Le troisième texte concerne l'hypothèse d'un dépassement du seuil de 300 salariés. La Chambre sociale avait jugé, dans un arrêt rendu en 2004, que le dépassement de ce seuil impliquait de procéder à des élections sans attendre la fin des mandats en cours si la DUP n'a pas été mise en place dans tous les établissements distincts (25). Le nouveau texte prévoit clairement le maintien des mandats jusqu'à leur terme. Après l'échéance, il peut être procédé à un regroupement des institutions si un accord le prévoit, aux élections des différentes institutions, dans le cas contraire.

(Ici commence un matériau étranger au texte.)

impl<'a, T: 'static, A: ?Sized + Allocator> SharedPtr<'a, T, A> {
    /// Places `value` in a control block obtained from `allocator`.
    ///
    /// If the allocator yields no memory under [`FailurePolicy::ReturnNull`], `value` is dropped
    /// and an empty pointer is returned.
    ///
    /// # Errors
    ///
    /// Returns an error if the allocator reports the failure as an error, or
    /// [`Error::InvalidAlignment`] if the allocator returned insufficiently aligned memory.
    ///
    /// [`FailurePolicy::ReturnNull`]: crate::FailurePolicy::ReturnNull
    pub fn new_in(value: T, allocator: &'a A) -> Result<Self, Error> {
        Self::new_with_in(allocator, || value)
    }

    /// Places the value returned by `init` in a control block obtained from `allocator`.
    ///
    /// The control block is obtained before `init` is called. If `init` panics, the control
    /// block is released before the panic propagates.
    ///
    /// # Errors
    ///
    /// Returns an error if the allocator reports the failure as an error, or
    /// [`Error::InvalidAlignment`] if the allocator returned insufficiently aligned memory.
    pub fn new_with_in<F>(allocator: &'a A, init: F) -> Result<Self, Error>
    where
        F: FnOnce() -> T,
    {
        Self::try_new_with_in(allocator, || Ok::<T, Error>(init()))
    }

    /// Places the value returned by a fallible `init` in a control block obtained from
    /// `allocator`.
    ///
    /// The control block is obtained before `init` is called. If `init` returns an error or
    /// panics, the control block is released before the failure propagates.
    ///
    /// # Errors
    ///
    /// Returns the error from `init`, or an allocation error converted into `E`. Memory
    /// that is not aligned for the value is released and reported as
    /// [`Error::InvalidAlignment`].
    pub fn try_new_with_in<E, F>(allocator: &'a A, init: F) -> Result<Self, E>
    where
        E: From<Error>,
        F: FnOnce() -> Result<T, E>,
    {
        let Some(block) = allocator.allocate::<ControlBlock<T>>(1)? else {
            return Ok(Self::empty());
        };

        // Until the payload is in place, any exit from this function must return the block.
        let guard = scopeguard::guard(block, |block| {
            // SAFETY: The block came from this allocator and holds no value.
            unsafe {
                allocator.deallocate_typed(block);
            }
        });

        // Allocators such as Mallocator do not enforce the requested alignment.
        if !guard.is_aligned() {
            return Err(Error::InvalidAlignment {
                alignment: align_of::<ControlBlock<T>>(),
            }
            .into());
        }

        let payload = init()?;

        let block = ScopeGuard::into_inner(guard);

        // SAFETY: The block is valid for writes of one ControlBlock<T>, as promised by the
        // allocator.
        unsafe {
            block.write(ControlBlock {
                header: Header {
                    reference_count: AtomicUsize::new(1),
                    type_id: TypeId::of::<T>(),
                    drop_payload: drop_payload::<T>,
                },
                payload,
            });
        }

        let object = payload_of(block);

        Ok(Self {
            shared: Some(Shared {
                header: block.cast(),
                object,
                allocator,
            }),
            _owns: PhantomData,
        })
    }
}
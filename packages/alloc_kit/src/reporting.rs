//! Diagnostic decorator that reports every allocation of an inner allocator.

use std::ptr::NonNull;

use tracing::trace;

use crate::{Allocator, Result};

/// An allocator decorator that emits a trace-level `tracing` event for every successful
/// allocation and every deallocation performed through it.
///
/// Allocation events carry the fields `address`, `alignment` and `size`. Deallocation events
/// carry the field `address`. The decorator adds no behavior besides emitting these events,
/// so any allocator can be wrapped without changing its semantics.
///
/// To disable reporting, use the inner allocator directly. There is no residual cost.
///
/// # Examples
///
/// ```
/// use alloc_kit::{AllocatorExt, Mallocator, Reporting};
///
/// let allocator = Reporting::new(Mallocator::new());
///
/// // Emits a trace event with the address, alignment and size of the allocation.
/// let value = allocator.allocate::<u32>(1).unwrap().unwrap();
///
/// // Emits a trace event with the address being released.
/// // SAFETY: The pointer came from this allocator and holds no value that needs dropping.
/// unsafe { allocator.deallocate_typed(value) };
/// ```
#[derive(Debug, Default)]
pub struct Reporting<A> {
    inner: A,
}

impl<A> Reporting<A> {
    /// Wraps `inner`, reporting every allocation it performs.
    #[must_use]
    #[inline]
    pub const fn new(inner: A) -> Self {
        Self { inner }
    }

    /// The wrapped allocator.
    #[must_use]
    #[inline]
    pub const fn inner(&self) -> &A {
        &self.inner
    }

    /// Unwraps the decorator, returning the inner allocator.
    #[must_use]
    #[inline]
    pub fn into_inner(self) -> A {
        self.inner
    }
}

impl<A: Allocator> Allocator for Reporting<A> {
    #[inline]
    fn allocate_raw(&self, size: usize, alignment: usize) -> Result<Option<NonNull<u8>>> {
        let ptr = self.inner.allocate_raw(size, alignment)?;

        if let Some(address) = ptr {
            trace!(address = ?address, alignment, size, "allocated");
        }

        Ok(ptr)
    }

    #[inline]
    unsafe fn deallocate(&self, ptr: *mut u8) {
        trace!(address = ?ptr, "deallocating");

        // SAFETY: Forwarding safety requirements from the caller.
        unsafe {
            self.inner.deallocate(ptr);
        }
    }
}
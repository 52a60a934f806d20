use std::ptr::NonNull;

use crate::{Allocator, Result};

/// A general-purpose allocator that forwards to the platform `malloc()` and `free()`.
///
/// The alignment argument is accepted but not enforced beyond what the platform allocator
/// provides by default (suitable for any fundamental type). Use
/// [`AlignedAllocator`][crate::AlignedAllocator] for over-aligned requests.
///
/// A failed request yields `Ok(None)`. This allocator never returns an error.
///
/// The allocator is stateless, so any instance may release memory obtained from any other
/// instance.
#[derive(Clone, Copy, Debug, Default)]
pub struct Mallocator {
    _private: (),
}

impl Mallocator {
    /// Creates a new allocator.
    #[must_use]
    #[inline]
    pub const fn new() -> Self {
        Self { _private: () }
    }
}

impl Allocator for Mallocator {
    #[inline]
    fn allocate_raw(&self, size: usize, _alignment: usize) -> Result<Option<NonNull<u8>>> {
        // malloc(0) may legitimately return null, which we would mistake for failure.
        let size = size.max(1);

        // SAFETY: No safety requirements for malloc.
        let ptr = unsafe { libc::malloc(size) };

        Ok(NonNull::new(ptr.cast::<u8>()))
    }

    #[inline]
    unsafe fn deallocate(&self, ptr: *mut u8) {
        // SAFETY: The caller guarantees the pointer is null or came from malloc().
        unsafe {
            libc::free(ptr.cast());
        }
    }
}
#![cfg_attr(coverage_nightly, feature(coverage_attribute))]
#![cfg_attr(docsrs, feature(doc_cfg))]
#![cfg_attr(coverage_nightly, coverage(off))] // This is all test code, no need to test it.

//! Private helpers for testing and benchmarking the alloc_kit packages.

mod events;
mod lifetime;

use std::sync::mpsc;
use std::thread;
use std::time::Duration;

pub use events::*;
pub use lifetime::*;

/// Runs a test with a timeout to prevent infinite hangs.
///
/// This function wraps a test closure with a timeout mechanism. If the test
/// takes longer than the timeout to complete, the process will be terminated
/// to prevent CI/build systems from hanging.
///
/// The timeout is 10 seconds under normal conditions and 60 seconds under
/// Miri, where thread synchronization primitives are significantly slower.
///
/// When the `MUTATION_TESTING` environment variable is set to "1", the watchdog
/// is disabled and the test function is executed directly. This allows mutation
/// testing to properly detect hanging mutations.
///
/// # Panics
///
/// Panics if the test exceeds the timeout (when not in mutation testing mode).
///
/// # Example
///
/// ```rust
/// use testing::with_watchdog;
///
/// with_watchdog(|| {
///     // Your test code here
///     assert_eq!(2 + 2, 4);
/// });
/// ```
pub fn with_watchdog<F, R>(test_fn: F) -> R
where
    F: FnOnce() -> R + Send + 'static,
    R: Send + 'static,
{
    // Check if we are running under mutation testing.
    if std::env::var("MUTATION_TESTING").as_deref() == Ok("1") {
        // Under mutation testing, disable the watchdog to allow hanging mutations.
        return test_fn();
    }

    let (tx, rx) = mpsc::channel();

    // Run the test in a separate thread.
    let test_handle = thread::spawn(move || {
        let result = test_fn();
        // Send the result back. If this fails, the receiver has timed out.
        drop(tx.send(result));
    });

    // Miri is dramatically slower for thread synchronization, so we use a
    // longer timeout to avoid false positives while still catching real hangs.
    let timeout = if cfg!(miri) {
        Duration::from_secs(60)
    } else {
        Duration::from_secs(10)
    };

    // Wait for either the test to complete or timeout.
    match rx.recv_timeout(timeout) {
        Ok(result) => {
            // Test completed successfully, join the thread to clean up.
            test_handle.join().expect("Test thread should not panic");
            result
        }
        Err(mpsc::RecvTimeoutError::Timeout) => {
            // Test timed out, which indicates the test is hanging.
            panic!("Test exceeded {}-second timeout", timeout.as_secs());
        }
        Err(mpsc::RecvTimeoutError::Disconnected) => {
            // Thread panicked, join it to get the panic.
            match test_handle.join() {
                Ok(()) => panic!("Test thread disconnected unexpectedly"),
                Err(e) => std::panic::resume_unwind(e),
            }
        }
    }
}
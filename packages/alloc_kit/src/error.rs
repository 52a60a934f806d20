use thiserror::Error;

/// Errors that an allocator can surface when its failure policy is
/// [`FailurePolicy::ReturnError`][crate::FailurePolicy::ReturnError], and that the smart pointer
/// construction functions report when storage for the payload cannot be obtained.
#[derive(Debug, Error, Clone, Copy, Eq, PartialEq)]
#[non_exhaustive]
pub enum Error {
    /// The allocator could not satisfy a request of `size` bytes aligned to `alignment`.
    #[error("out of memory: could not allocate {size} bytes aligned to {alignment}")]
    OutOfMemory {
        /// The number of bytes requested.
        size: usize,

        /// The alignment requested.
        alignment: usize,
    },

    /// The requested alignment is zero or not a power of two.
    #[error("invalid alignment {alignment}: alignment must be a non-zero power of two")]
    InvalidAlignment {
        /// The alignment requested.
        alignment: usize,
    },

    /// A typed allocation of `count` elements of `element_size` bytes does not fit in `usize`.
    #[error("allocation of {count} elements of {element_size} bytes overflows the address space")]
    SizeOverflow {
        /// The number of elements requested.
        count: usize,

        /// The size of a single element, in bytes.
        element_size: usize,
    },
}

/// A specialized `Result` type for allocator operations, returning the crate's
/// [`Error`] type as the error value.
pub(crate) type Result<T> = std::result::Result<T, Error>;
use crate::{Mallocator, Reporting};

/// The allocator used by [`UniquePtr::new()`][crate::UniquePtr::new] and
/// [`SharedPtr::new()`][crate::SharedPtr::new] when no allocator is injected.
pub type DefaultAllocator = Reporting<Mallocator>;

// Initialized at compile time and never torn down, so pointers that borrow it may live for the
// rest of the process.
static DEFAULT_ALLOCATOR: DefaultAllocator = Reporting::new(Mallocator::new());

/// The process-wide [`DefaultAllocator`] instance.
///
/// This is a reporting allocator over the platform heap, so every allocation made through it
/// is visible as a trace-level `tracing` event.
///
/// # Examples
///
/// ```
/// use alloc_kit::{AllocatorExt, default_allocator};
///
/// let allocator = default_allocator();
///
/// let value = allocator.allocate::<u64>(1).unwrap().unwrap();
///
/// // SAFETY: The pointer came from this allocator and holds no value that needs dropping.
/// unsafe { allocator.deallocate_typed(value) };
/// ```
#[must_use]
#[inline]
pub fn default_allocator() -> &'static DefaultAllocator {
    &DEFAULT_ALLOCATOR
}
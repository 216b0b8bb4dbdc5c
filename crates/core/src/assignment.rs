// Copyright (C) 2026 Fred Clausen
// Use of this source code is governed by an MIT-style
// license that can be found in the LICENSE file or at
// https://opensource.org/licenses/MIT.

//! Binding showed workers to the day's sales units.
//!
//! Individual and Service seasons assign each worker straight to a route
//! manager. Team seasons assign workers to carts, and each cart carries at
//! most one route manager.

use crate::apply::Applied;
use crate::error::CoreError;
use crate::state::Roster;
use doorbook_domain::{
    Assignment, CalendarDay, Cart, CartId, ConsolePermissionLink, ManagementUser, RouteManager,
    WorkerNumber, validate_cart_count,
};
use std::collections::HashSet;
use tracing::info;

const UNASSIGNED_LABEL: &str = "Unassigned";

/// One entry in a route-manager picker.
#[derive(Debug, Clone, PartialEq, Eq)]
pub enum ManagerChoice {
    /// Clears the assignment.
    Unassigned,
    Manager(RouteManager),
}

impl ManagerChoice {
    /// Returns the text shown for this choice.
    #[must_use]
    pub fn label(&self) -> &str {
        match self {
            Self::Unassigned => UNASSIGNED_LABEL,
            Self::Manager(manager) => &manager.name,
        }
    }

    /// Returns the manager to assign; `None` for "Unassigned".
    #[must_use]
    pub fn into_manager(self) -> Option<RouteManager> {
        match self {
            Self::Unassigned => None,
            Self::Manager(manager) => Some(manager),
        }
    }
}

/// Lists the route managers that may be picked on a console.
///
/// The first entry is always "Unassigned". It is followed by every user
/// holding a route-manager link for `console_id`, in user order. Console id
/// zero means no console is selected and yields only "Unassigned".
#[must_use]
pub fn assignable_route_managers(
    console_id: i64,
    users: &[ManagementUser],
    links: &[ConsolePermissionLink],
) -> Vec<ManagerChoice> {
    let mut choices: Vec<ManagerChoice> = vec![ManagerChoice::Unassigned];
    if console_id == 0 {
        return choices;
    }

    let eligible: HashSet<i64> = links
        .iter()
        .filter(|link| {
            link.console_profile_id == console_id && link.is_route_manager_for_this_console
        })
        .map(|link| link.user_id)
        .collect();

    choices.extend(
        users
            .iter()
            .filter(|user| eligible.contains(&user.user_id))
            .map(|user| ManagerChoice::Manager(RouteManager::new(&user.name))),
    );
    choices
}

fn require_showed(
    roster: &Roster,
    worker_number: &WorkerNumber,
    today: CalendarDay,
) -> Result<(), CoreError> {
    let worker = roster
        .worker(worker_number)
        .ok_or_else(|| CoreError::WorkerNotFound(worker_number.clone()))?;
    if !worker.showed_on(today) {
        return Err(CoreError::NotShowedToday {
            worker_number: worker_number.clone(),
            date: today,
        });
    }
    Ok(())
}

const fn require_route_mode(roster: &Roster) -> Result<(), CoreError> {
    if roster.season_type.uses_carts() {
        return Err(CoreError::WrongAssignmentMode {
            season_type: roster.season_type,
            attempted: "a worker directly to a route manager",
        });
    }
    Ok(())
}

const fn require_cart_mode(roster: &Roster, attempted: &'static str) -> Result<(), CoreError> {
    if !roster.season_type.uses_carts() {
        return Err(CoreError::WrongAssignmentMode {
            season_type: roster.season_type,
            attempted,
        });
    }
    Ok(())
}

/// Assigns a showed worker to a route manager, or clears the assignment.
pub(crate) fn assign_route_manager(
    roster: &mut Roster,
    worker_number: &WorkerNumber,
    manager: Option<RouteManager>,
    today: CalendarDay,
) -> Result<Applied, CoreError> {
    require_route_mode(roster)?;
    require_showed(roster, worker_number, today)?;

    let details: String = match &manager {
        Some(m) => format!("Assigned '{worker_number}' to {} ({})", m.name, m.initials),
        None => format!("Unassigned '{worker_number}'"),
    };
    let worker = roster.worker_mut(worker_number)?;
    worker.assignment = manager.map_or(Assignment::Unassigned, |manager| {
        Assignment::RouteManager { manager }
    });

    Ok(Applied::changed(details, vec![worker_number.clone()]))
}

/// Moves a showed worker into a cart, or out of any cart.
pub(crate) fn assign_cart(
    roster: &mut Roster,
    worker_number: &WorkerNumber,
    cart_id: Option<CartId>,
    today: CalendarDay,
) -> Result<Applied, CoreError> {
    require_cart_mode(roster, "a worker to a cart")?;
    require_showed(roster, worker_number, today)?;
    if let Some(id) = cart_id {
        roster.cart_mut(id)?;
    }

    let worker = roster.worker_mut(worker_number)?;
    let details: String = match cart_id {
        Some(id) => {
            worker.assignment = Assignment::Cart { cart_id: id };
            format!("Moved '{worker_number}' to cart #{id}")
        }
        None => {
            worker.assignment = Assignment::Unassigned;
            format!("Removed '{worker_number}' from carts")
        }
    };

    Ok(Applied::changed(details, vec![worker_number.clone()]))
}

/// Sets the day's cart count.
///
/// Carts `1..=count` are kept or created; retained carts keep their manager
/// and members. Members of removed carts become unassigned.
pub(crate) fn resize_carts(roster: &mut Roster, count: u32) -> Result<Applied, CoreError> {
    require_cart_mode(roster, "carts")?;
    validate_cart_count(count)?;

    let mut carts: Vec<Cart> = Vec::new();
    for id in 1..=count {
        let id: CartId = CartId::new(id)?;
        let cart: Cart = roster
            .cart(id)
            .cloned()
            .unwrap_or_else(|| Cart::new(id));
        carts.push(cart);
    }

    let mut affected: Vec<WorkerNumber> = Vec::new();
    for worker in &mut roster.workers {
        if worker
            .assignment
            .cart_id()
            .is_some_and(|id| id.value() > count)
        {
            worker.assignment = Assignment::Unassigned;
            affected.push(worker.worker_number.clone());
        }
    }

    if !affected.is_empty() {
        info!(
            count,
            unassigned = affected.len(),
            "Cart resize unassigned workers from removed carts"
        );
    }

    let previous: usize = roster.carts.len();
    roster.carts = carts;

    Ok(Applied::changed(
        format!("Resized carts from {previous} to {count}"),
        affected,
    ))
}

/// Sets or clears a cart's route manager.
pub(crate) fn set_cart_manager(
    roster: &mut Roster,
    cart_id: CartId,
    manager: Option<RouteManager>,
) -> Result<Applied, CoreError> {
    require_cart_mode(roster, "a route manager to a cart")?;
    let cart = roster.cart_mut(cart_id)?;

    let details: String = match &manager {
        Some(m) => format!("Cart #{cart_id} now run by {}", m.name),
        None => format!("Cleared route manager on cart #{cart_id}"),
    };
    cart.route_manager = manager;

    Ok(Applied::changed(details, Vec::new()))
}
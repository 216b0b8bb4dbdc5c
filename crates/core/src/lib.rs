// Copyright (C) 2026 Fred Clausen
// Use of this source code is governed by an MIT-style
// license that can be found in the LICENSE file or at
// https://opensource.org/licenses/MIT.

#![deny(
    clippy::pedantic,
    clippy::cargo,
    clippy::nursery,
    clippy::style,
    clippy::correctness,
    clippy::all,
    clippy::suspicious,
    clippy::complexity,
    clippy::perf,
    clippy::unwrap_used,
    clippy::expect_used
)]

//! The daily workforce state machine and payout engine.
//!
//! Operator actions are expressed as [`Command`]s and applied with
//! [`apply`], which never mutates its input. The day boundary is handled
//! separately by [`rollover`]. Payout figures come from the pure functions
//! in this crate's payout calculator.

mod apply;
mod assignment;
mod attendance;
mod board;
mod clock;
mod command;
mod commission;
mod error;
mod payout;
mod pipeline;
mod rollover;
mod state;

#[cfg(test)]
mod tests;

pub use apply::apply;
pub use assignment::{ManagerChoice, assignable_route_managers};
pub use attendance::count_unassigned_showed;
pub use board::{BoardEntry, DailyBoard, DateGroup, daily_board};
pub use clock::{Clock, FixedClock, SystemClock};
pub use command::{Command, ConfirmationCall, PayoutEntry, SinkTarget};
pub use commission::{
    CommissionInput, CommissionStrategy, NoCommission, OperatorEnteredCommission, SalesUnit,
};
pub use error::CoreError;
pub use payout::{
    DOLLARS_PER_EQUIVALENT, PayoutQuote, SalesSummary, equivalents, net_for_booking, quote_cart,
    quote_worker, round_money, summarize_sales,
};
pub use rollover::{
    RolledOver, RolloverOutcome, RolloverReport, WorkerDayClose, classify_day_close, rollover,
};
pub use state::{FollowUp, Roster, TransitionResult};
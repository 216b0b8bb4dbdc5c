// Copyright (C) 2026 Fred Clausen
// Use of this source code is governed by an MIT-style
// license that can be found in the LICENSE file or at
// https://opensource.org/licenses/MIT.

//! Console sessions for the doorbook workforce core.
//!
//! This crate is the boundary between the pure roster core and everything
//! around it: the key-value store, the clock, the booking repository and the
//! console profile. Hosts open a [`ConsoleSession`], call
//! [`ConsoleSession::start`] once, and then drive it with
//! [`doorbook::Command`] values.

#![deny(
    clippy::pedantic,
    clippy::cargo,
    clippy::nursery,
    clippy::style,
    clippy::correctness,
    clippy::all,
    clippy::suspicious,
    clippy::complexity,
    clippy::perf,
    clippy::unwrap_used,
    clippy::expect_used
)]
#![allow(clippy::multiple_crate_versions)]

mod bookings;
mod config;
mod error;
mod roster_import;
mod session;

#[cfg(test)]
mod tests;

pub use bookings::{BookingRepository, InMemoryBookings, load_bookings_csv};
pub use config::ConsoleConfig;
pub use error::ConsoleError;
pub use roster_import::{RejectedRow, WorkerImport, parse_workers_csv};
pub use session::{ConsoleSession, Executed, Imported, PersistenceStatus, SessionStart};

B - L'instance commune conventionnelle
L'article 14 de la loi créée un nouveau titre IX qui s'intègre au livre III de la deuxième partie du Code du travail et qui s'intitule "Regroupement par accord des institutions représentatives du personnel". L'objectif de ce texte est de permettre, dans les entreprises de 300 salariés et plus, la création par voie d'accord collectif d'une instance unique de représentation.
Conditions du regroupement. L'article L. 2391-1 du Code du travail (N° Lexbase : L5420KGT) pose les bases de la mise en place de l'instance commune. Elle ne pourra être instituée que dans les entreprises comptant au moins 300 salariés et prend donc le relais de la DUP, réservée aux entreprises de taille inférieure.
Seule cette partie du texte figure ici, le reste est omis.